THE APPLICANT: I did hit ‘er, yeah. I, I probably, I did hit ‘er, yeah.
SCON KALE: Yep.
THE APPLICANT: Three, oh, was it three times? I don’t know. Yeah, mate. I did hit ‘er. I forgot that. I hit ‘er first. Yes, mate. That’s correct.
SCON KALE: Yep, okay, so you’ve hit ‘er first. Do you recall how many times you’ve hit ‘er?
THE APPLICANT: It probably was three. I, I, if she says three she’d be right.
SCON KALE: Okay, and then you said that you’ve grabbed her.
THE APPLICANT: [INDISTINCT], think I just hit ‘er and she pushed backwards and just grabbed ‘er by the throat and started squeezin’ --
SCON KALE: Yep.
THE APPLICANT: Life out of ‘er, mate, and she tried to fight back but --
SCON KALE: What was your intention when you were squeezing ‘er round the neck?
THE APPLICANT: Initially, yes, mate, it was to fuckin’ choke the life out of ‘er and make her fuckin’ feel as bad as I felt --
SCON KALE: Yeah. Were you tryna kill ‘er?
SCON KALE: Show ‘er how it felt to be fuckin’ treated like sh-, well, hey?
SCON KALE: Were you tryna kill her?
THE APPLICANT: Yeah, mate.
SCON KALE: [INDISTINCT].
THE APPLICANT: At first and then when I saw she was fuckin’ close to dead, I thought, that’s when I hit ‘er on the face --
SCON KALE: Mm.
THE APPLICANT: And stopped chokin’ ‘er.
SCON KALE: So how long were you chokin’ ‘er before --
THE APPLICANT: Oh --
SCON KALE: She looked close to death?
THE APPLICANT: Oh fuck. I don’t know how, half a minute. I, a minute. I don’t know, mate. [INDISTINCT] --
SCON KALE: And when you say she looked close to death, tell me what she looked like.
THE APPLICANT: Oh, fuckin’ terrible. It’s like, you, you know when old Schwarzenegger falls out of the thing on bloody that Mars movie and ‘is eyes are buggin’ up and --
SSGT ANDERSEN: Total Recall.
THE APPLICANT: Yeah.
SSGT ANDERSEN: Mm.
THE APPLICANT: Fair dinkum, really, no. I didn’t ---
SCON KALE: I should probably go and [INDISTINCT].

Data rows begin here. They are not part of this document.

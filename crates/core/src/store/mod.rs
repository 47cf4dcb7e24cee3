//! Durable, key-addressed event persistence.
//!
//! The discovery pipeline only needs upsert by id and ordered reads; both
//! the SQLite store and the in-memory store implement [`EventStore`].

pub mod error;
pub mod memory;
pub mod sqlite;

use async_trait::async_trait;
use chrono::{DateTime, Duration, Utc};
use er_protocol::Event;

pub use error::{StoreError, StoreResult};
pub use memory::MemoryEventStore;
pub use sqlite::SqliteEventStore;

#[async_trait]
pub trait EventStore: Send + Sync {
    /// Create the schema if needed. Safe to call more than once.
    async fn initialize(&self) -> StoreResult<()>;

    /// Insert or fully replace the event with the same id.
    async fn upsert(&self, event: &Event) -> StoreResult<()>;

    /// Every stored event, ascending by start date.
    async fn get_all(&self) -> StoreResult<Vec<Event>>;

    /// Events starting within `[now, now + days]`, ascending by start date.
    async fn get_upcoming(&self, days: i64) -> StoreResult<Vec<Event>>;

    /// Deleting a missing id is not an error.
    async fn delete(&self, id: &str) -> StoreResult<()>;
}

/// The `[now, now + days]` window used by `get_upcoming`.
pub fn upcoming_window(now: DateTime<Utc>, days: i64) -> (DateTime<Utc>, DateTime<Utc>) {
    (now, now + Duration::days(days))
}
//! # API Configuration Module
//!
//! Loads server configuration from environment variables, with defaults
//! where appropriate.
//!
//! ## Environment Variables
//!
//! - `API_HOST`: The host address to bind the server to (default: "0.0.0.0")
//! - `API_PORT`: The port to listen on (default: 3000)
//! - `DATABASE_URL`: PostgreSQL connection string (required)
//! - `LOG_LEVEL`: Logging level (default: "info")
//! - `API_CORS_ORIGINS`: Comma-separated list of allowed CORS origins
//! - `API_REQUEST_TIMEOUT_SECONDS`: Request timeout (default: 30)

use eyre::{Result, WrapErr};
use std::env;
use tracing::Level;

/// Configuration for the DutyRoster API server.
#[derive(Debug, Clone)]
pub struct ApiConfig {
    /// Host address for the API server (e.g., "127.0.0.1", "0.0.0.0")
    pub host: String,

    /// Port for the API server to listen on
    pub port: u16,

    /// PostgreSQL database connection string
    pub database_url: String,

    /// Log level for the application
    pub log_level: Level,

    /// CORS allowed origins (optional)
    pub cors_origins: Option<Vec<String>>,

    /// Request timeout in seconds
    pub request_timeout: u64,
}

impl ApiConfig {
    /// Creates a new ApiConfig from environment variables.
    ///
    /// # Errors
    ///
    /// Returns an error if DATABASE_URL is not set or API_PORT cannot be
    /// parsed as a u16.
    pub fn from_env() -> Result<Self> {
        // Network settings
        let host = env::var("API_HOST").unwrap_or_else(|_| "0.0.0.0".to_string());
        let port = env::var("API_PORT")
            .unwrap_or_else(|_| "3000".to_string())
            .parse()
            .wrap_err("Invalid API_PORT value")?;

        // Database settings
        let database_url = env::var("DATABASE_URL")
            .wrap_err("DATABASE_URL environment variable must be set")?;

        // Logging settings
        let log_level = match env::var("LOG_LEVEL")
            .unwrap_or_else(|_| "info".to_string())
            .as_str()
        {
            "trace" => Level::TRACE,
            "debug" => Level::DEBUG,
            "info" => Level::INFO,
            "warn" => Level::WARN,
            "error" => Level::ERROR,
            _ => Level::INFO,
        };

        // CORS settings
        let cors_origins = env::var("API_CORS_ORIGINS")
            .ok()
            .map(|origins| origins.split(',').map(|s| s.trim().to_string()).collect());

        // Performance settings
        let request_timeout = env::var("API_REQUEST_TIMEOUT_SECONDS")
            .unwrap_or_else(|_| "30".to_string())
            .parse()
            .unwrap_or(30);

        Ok(Self {
            host,
            port,
            database_url,
            log_level,
            cors_origins,
            request_timeout,
        })
    }

    /// Returns the server address as a string (e.g., "127.0.0.1:8080").
    pub fn server_addr(&self) -> String {
        format!("{}:{}", self.host, self.port)
    }
}
use axum::{
    routing::{delete, get, post, put},
    Router,
};
use std::sync::Arc;

use crate::{handlers, ApiState};

pub fn routes() -> Router<Arc<ApiState>> {
    Router::new()
        .route("/api/profiles", post(handlers::profile::create_profile))
        .route("/api/profiles/:id", get(handlers::profile::get_profile))
        .route("/api/profiles/:id", put(handlers::profile::update_profile))
        .route(
            "/api/profiles/:id",
            delete(handlers::profile::deactivate_profile),
        )
}
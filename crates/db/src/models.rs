use chrono::{DateTime, NaiveDate, NaiveTime, Utc};
use serde::{Deserialize, Serialize};
use sqlx::FromRow;
use uuid::Uuid;

#[derive(Debug, Clone, Serialize, Deserialize, FromRow)]
pub struct DbProfile {
    pub id: Uuid,
    pub email: String,
    pub full_name: String,
    pub role: String,
    pub student_number: Option<String>,
    pub year_level: Option<String>,
    pub phone_number: Option<String>,
    pub student_id: Option<Uuid>,
    pub is_active: bool,
    pub avatar_url: Option<String>,
    pub created_at: DateTime<Utc>,
    pub updated_at: DateTime<Utc>,
}

/// Insert payload for a profile; the id is assigned by the auth collaborator.
#[derive(Debug, Clone)]
pub struct NewProfile {
    pub id: Uuid,
    pub email: String,
    pub full_name: String,
    pub role: String,
    pub student_number: Option<String>,
    pub year_level: Option<String>,
    pub phone_number: Option<String>,
    pub student_id: Option<Uuid>,
}

#[derive(Debug, Clone, Serialize, Deserialize, FromRow)]
pub struct DbSchedule {
    pub id: Uuid,
    pub date: NaiveDate,
    pub description: Option<String>,
    pub location: String,
    pub shift_start: NaiveTime,
    pub shift_end: NaiveTime,
    pub max_students: i32,
    pub status: String,
    pub approved_by: Option<Uuid>,
    pub approved_at: Option<DateTime<Utc>>,
    pub created_by: Option<Uuid>,
    pub created_at: DateTime<Utc>,
    pub updated_at: DateTime<Utc>,
}

#[derive(Debug, Clone)]
pub struct NewSchedule {
    pub date: NaiveDate,
    pub description: Option<String>,
    pub location: String,
    pub shift_start: NaiveTime,
    pub shift_end: NaiveTime,
    pub max_students: i32,
    pub created_by: Option<Uuid>,
}

/// A schedule row joined with its active booking count.
#[derive(Debug, Clone, Serialize, Deserialize, FromRow)]
pub struct DbScheduleWithCount {
    pub id: Uuid,
    pub date: NaiveDate,
    pub description: Option<String>,
    pub location: String,
    pub shift_start: NaiveTime,
    pub shift_end: NaiveTime,
    pub max_students: i32,
    pub status: String,
    pub approved_by: Option<Uuid>,
    pub approved_at: Option<DateTime<Utc>>,
    pub created_by: Option<Uuid>,
    pub created_at: DateTime<Utc>,
    pub updated_at: DateTime<Utc>,
    pub active_bookings: i64,
}

/// Capacity snapshot for one schedule, used by the booking fast path.
#[derive(Debug, Clone, Serialize, Deserialize, FromRow)]
pub struct DbScheduleBookingInfo {
    pub schedule_date: NaiveDate,
    pub location: String,
    pub max_students: i32,
    pub current_bookings: i64,
    pub is_full: bool,
}

#[derive(Debug, Clone, Serialize, Deserialize, FromRow)]
pub struct DbBooking {
    pub id: Uuid,
    pub schedule_id: Uuid,
    pub student_id: Uuid,
    pub booking_time: DateTime<Utc>,
    pub status: String,
    pub cancelled_at: Option<DateTime<Utc>>,
    pub cancellation_reason: Option<String>,
    pub completed_at: Option<DateTime<Utc>>,
    pub updated_at: DateTime<Utc>,
}

/// A booking joined with schedule and student details for admin views and
/// duty histories.
#[derive(Debug, Clone, Serialize, Deserialize, FromRow)]
pub struct DbBookingDetail {
    pub id: Uuid,
    pub schedule_id: Uuid,
    pub student_id: Uuid,
    pub booking_time: DateTime<Utc>,
    pub status: String,
    pub cancelled_at: Option<DateTime<Utc>>,
    pub cancellation_reason: Option<String>,
    pub completed_at: Option<DateTime<Utc>>,
    pub date: NaiveDate,
    pub location: String,
    pub shift_start: NaiveTime,
    pub shift_end: NaiveTime,
    pub full_name: String,
    pub email: String,
}

#[derive(Debug, Clone, Serialize, Deserialize, FromRow)]
pub struct DbNotification {
    pub id: Uuid,
    pub user_id: Uuid,
    pub title: String,
    pub message: String,
    #[sqlx(rename = "type")]
    #[serde(rename = "type")]
    pub kind: String,
    pub read: bool,
    pub read_at: Option<DateTime<Utc>>,
    pub created_at: DateTime<Utc>,
}

#[derive(Debug, Clone)]
pub struct NewNotification {
    pub user_id: Uuid,
    pub title: String,
    pub message: String,
    pub kind: String,
}

#[derive(Debug, Clone, Serialize, Deserialize, FromRow)]
pub struct DbDutyLog {
    pub id: Uuid,
    pub schedule_student_id: Option<Uuid>,
    pub schedule_id: Option<Uuid>,
    pub action: String,
    pub performed_by: Option<Uuid>,
    pub target_user: Option<Uuid>,
    pub notes: Option<String>,
    pub created_at: DateTime<Utc>,
}

#[derive(Debug, Clone)]
pub struct NewDutyLog {
    pub schedule_student_id: Option<Uuid>,
    pub schedule_id: Option<Uuid>,
    pub action: String,
    pub performed_by: Option<Uuid>,
    pub target_user: Option<Uuid>,
    pub notes: Option<String>,
}

#[derive(Debug, Clone, Serialize, Deserialize, FromRow)]
pub struct DbBookingStatusCount {
    pub status: String,
    pub count: i64,
}

#[derive(Debug, Clone, Serialize, Deserialize, FromRow)]
pub struct DbStudentDutyStat {
    pub student_id: Uuid,
    pub full_name: String,
    pub total: i64,
    pub completed: i64,
    pub cancelled: i64,
}
use axum::http::StatusCode;
use axum::response::IntoResponse;
use dutyroster_api::middleware::auth::CurrentUser;
use dutyroster_api::middleware::error_handling::AppError;
use dutyroster_core::errors::DutyError;
use dutyroster_core::models::profile::Role;
use rstest::rstest;
use uuid::Uuid;

#[rstest]
#[case(DutyError::NotFound("Resource not found".to_string()), StatusCode::NOT_FOUND)]
#[case(DutyError::Validation("Invalid input".to_string()), StatusCode::BAD_REQUEST)]
#[case(DutyError::Authentication("Missing header".to_string()), StatusCode::UNAUTHORIZED)]
#[case(DutyError::Authorization("Admins only".to_string()), StatusCode::FORBIDDEN)]
#[case(DutyError::Conflict("Already booked".to_string()), StatusCode::CONFLICT)]
#[case(DutyError::Database(eyre::eyre!("connection refused")), StatusCode::INTERNAL_SERVER_ERROR)]
#[tokio::test]
async fn test_error_status_mapping(#[case] error: DutyError, #[case] expected: StatusCode) {
    let response = AppError(error).into_response();
    assert_eq!(response.status(), expected);
}

#[tokio::test]
async fn test_error_body_is_json() {
    let response = AppError(DutyError::Validation("Invalid input".to_string())).into_response();
    let body = axum::body::to_bytes(response.into_body(), usize::MAX)
        .await
        .unwrap();
    let value: serde_json::Value = serde_json::from_slice(&body).unwrap();

    assert_eq!(value["error"], "Validation error: Invalid input");
}

fn user_with_role(role: Role) -> CurrentUser {
    CurrentUser {
        id: Uuid::new_v4(),
        role,
        full_name: "Maria Santos".to_string(),
        student_id: None,
    }
}

#[test]
fn test_require_admin() {
    assert!(user_with_role(Role::Admin).require_admin().is_ok());
    assert!(user_with_role(Role::Student).require_admin().is_err());
    assert!(user_with_role(Role::Parent).require_admin().is_err());
}
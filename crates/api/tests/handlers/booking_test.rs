use chrono::NaiveDate;
use dutyroster_api::middleware::error_handling::AppError;
use dutyroster_core::{
    errors::DutyError,
    models::{booking::BookingStatus, schedule::ScheduleStatus},
    rules,
};
use dutyroster_db::models::DbBooking;
use dutyroster_db::repositories::booking::BookingInsert;
use mockall::predicate;
use pretty_assertions::assert_eq;
use uuid::Uuid;

use crate::test_utils::{
    sample_booking, sample_booking_info, test_date, TestContext,
};

// Test wrappers that run the handler logic against mocked repositories.

/// Mirrors the book_duty flow: assemble the validation snapshot from the
/// repositories, run the booking rules, then insert.
async fn book_duty_wrapper(
    ctx: &mut TestContext,
    schedule_id: Uuid,
    student_id: Uuid,
    today: NaiveDate,
) -> Result<DbBooking, AppError> {
    let info = ctx
        .schedule_repo
        .get_schedule_booking_info(schedule_id)
        .await?
        .ok_or_else(|| {
            AppError(DutyError::NotFound(format!(
                "Schedule with ID {schedule_id} not found"
            )))
        })?;

    let already_booked = ctx
        .booking_repo
        .has_active_booking(schedule_id, student_id)
        .await?;
    let has_duty_on_date = ctx
        .booking_repo
        .has_active_booking_on_date(student_id, info.schedule_date)
        .await?;
    let cancelled_same_day = ctx
        .booking_repo
        .has_same_day_cancellation(student_id, info.schedule_date, today)
        .await?;

    let snapshot = rules::BookingContext {
        schedule_date: info.schedule_date,
        max_students: info.max_students,
        active_bookings: info.current_bookings,
        already_booked,
        has_duty_on_date,
        cancelled_same_day,
    };
    rules::validate_booking(&snapshot, today)?;

    match ctx.booking_repo.create_booking(schedule_id, student_id).await? {
        BookingInsert::Created(booking) => Ok(booking),
        BookingInsert::Duplicate => Err(AppError(DutyError::Conflict(
            "You have already booked this duty".to_string(),
        ))),
        BookingInsert::Full => Err(AppError(DutyError::Conflict(
            "This duty is fully booked".to_string(),
        ))),
        BookingInsert::DateTaken => Err(AppError(DutyError::Conflict(
            "You already have a duty scheduled for this date. Students can only have one duty per day"
                .to_string(),
        ))),
    }
}

/// Mirrors approve_booking: flip the booking, then cascade the schedule
/// status once no pending bookings remain. Returns the cascaded status.
async fn approve_booking_wrapper(
    ctx: &mut TestContext,
    booking_id: Uuid,
    admin_id: Uuid,
) -> Result<Option<ScheduleStatus>, AppError> {
    let booking = ctx
        .booking_repo
        .get_booking_by_id(booking_id)
        .await?
        .ok_or_else(|| {
            AppError(DutyError::NotFound(format!(
                "Booking with ID {booking_id} not found"
            )))
        })?;

    let status: BookingStatus = booking.status.parse().map_err(DutyError::Validation)?;
    rules::validate_approval(status)?;

    ctx.booking_repo.approve_booking(booking_id).await?;

    let remaining = ctx
        .booking_repo
        .count_booked_for_schedule(booking.schedule_id)
        .await?;
    let cascade = rules::schedule_status_after_approval(remaining);
    if let Some(next) = cascade {
        ctx.schedule_repo
            .update_schedule_status(booking.schedule_id, next.as_str().to_string(), Some(admin_id))
            .await?;
    }

    Ok(cascade)
}

/// Mirrors reject_booking: cancel the booking, then revert the schedule to
/// pending when the last pending booking is gone.
async fn reject_booking_wrapper(
    ctx: &mut TestContext,
    booking_id: Uuid,
    reason: String,
) -> Result<Option<ScheduleStatus>, AppError> {
    let booking = ctx
        .booking_repo
        .get_booking_by_id(booking_id)
        .await?
        .ok_or_else(|| {
            AppError(DutyError::NotFound(format!(
                "Booking with ID {booking_id} not found"
            )))
        })?;

    let status: BookingStatus = booking.status.parse().map_err(DutyError::Validation)?;
    rules::validate_rejection(status)?;

    ctx.booking_repo.cancel_booking(booking_id, reason).await?;

    let remaining = ctx
        .booking_repo
        .count_booked_for_schedule(booking.schedule_id)
        .await?;
    let cascade = rules::schedule_status_after_rejection(remaining);
    if let Some(next) = cascade {
        ctx.schedule_repo
            .update_schedule_status(booking.schedule_id, next.as_str().to_string(), None)
            .await?;
    }

    Ok(cascade)
}

/// Mirrors approve_all_bookings: flip every pending booking in one pass and
/// mark the schedule approved unconditionally.
async fn approve_all_wrapper(
    ctx: &mut TestContext,
    schedule_id: Uuid,
    admin_id: Uuid,
) -> Result<usize, AppError> {
    let approved = ctx
        .booking_repo
        .approve_all_for_schedule(schedule_id)
        .await?;

    ctx.schedule_repo
        .update_schedule_status(
            schedule_id,
            ScheduleStatus::Approved.as_str().to_string(),
            Some(admin_id),
        )
        .await?;

    Ok(approved.len())
}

THE APPLICANT: That scared the shit out of me.
SCON KALE: Yeah, okay.
THE APPLICANT: And that’s, I thought no, you’re a mongrel but you’re not --
SCON KALE: Yeah.
THE APPLICANT: You’re not the good bloke you used to be. You’re a monster but you’re still not that big of a monster.
SCON KALE: Was she conscious?
THE APPLICANT: Not, [INDISTINCT], well, that’s when I thought I had killed ‘er and that’s when I hit ‘er and she took a breath of air and, and started to come good and she was just layin’ there and I was just sittin’ there thinkin’ oh, I think I said you’re a, [INDISTINCT] the fucking hell did you have to do this to me [INDISTINCT] or somethin’. I can’t remember.
SCON KALE: At any time did she stop breathing?
THE APPLICANT: I think she had fuckin’ near [INDISTINCT], I dunno, mate.
SCON KALE: You don’t know.
THE APPLICANT: How, it’s all happenin’.
SCON KALE: Yeah.
THE APPLICANT: You’re not takin’ notes. It, I don’t know. I don’t know.
SCON KALE: Yeah.
THE APPLICANT: Mate, she, she must’ve been close. She, when I hit ‘er face the first time she was unresponsive. The second time she w-, did respond and that’s, and then I think I grabbed ‘er again and I said somethin’ about, I’ll let you live, you fuckin’ cunt of a thing but make sure the cops put a bullet, put a bullet in me when they come for me or something and then that’s when I just got up and --
SCON KALE: Yeah.” (emphasis added; “the third passage”)
- [104]In the third passage the applicant says “that’s when I thought I had killed ‘er”. That was, he explained, when he hit her. However, that statement does not specifically identify whether he had desisted before believing that he had killed her. However, in the third passage, the applicant says that he saw that she was “close to death” and that is when he “stopped chokin’ ‘er” and that is when he “hit ‘er on the face”.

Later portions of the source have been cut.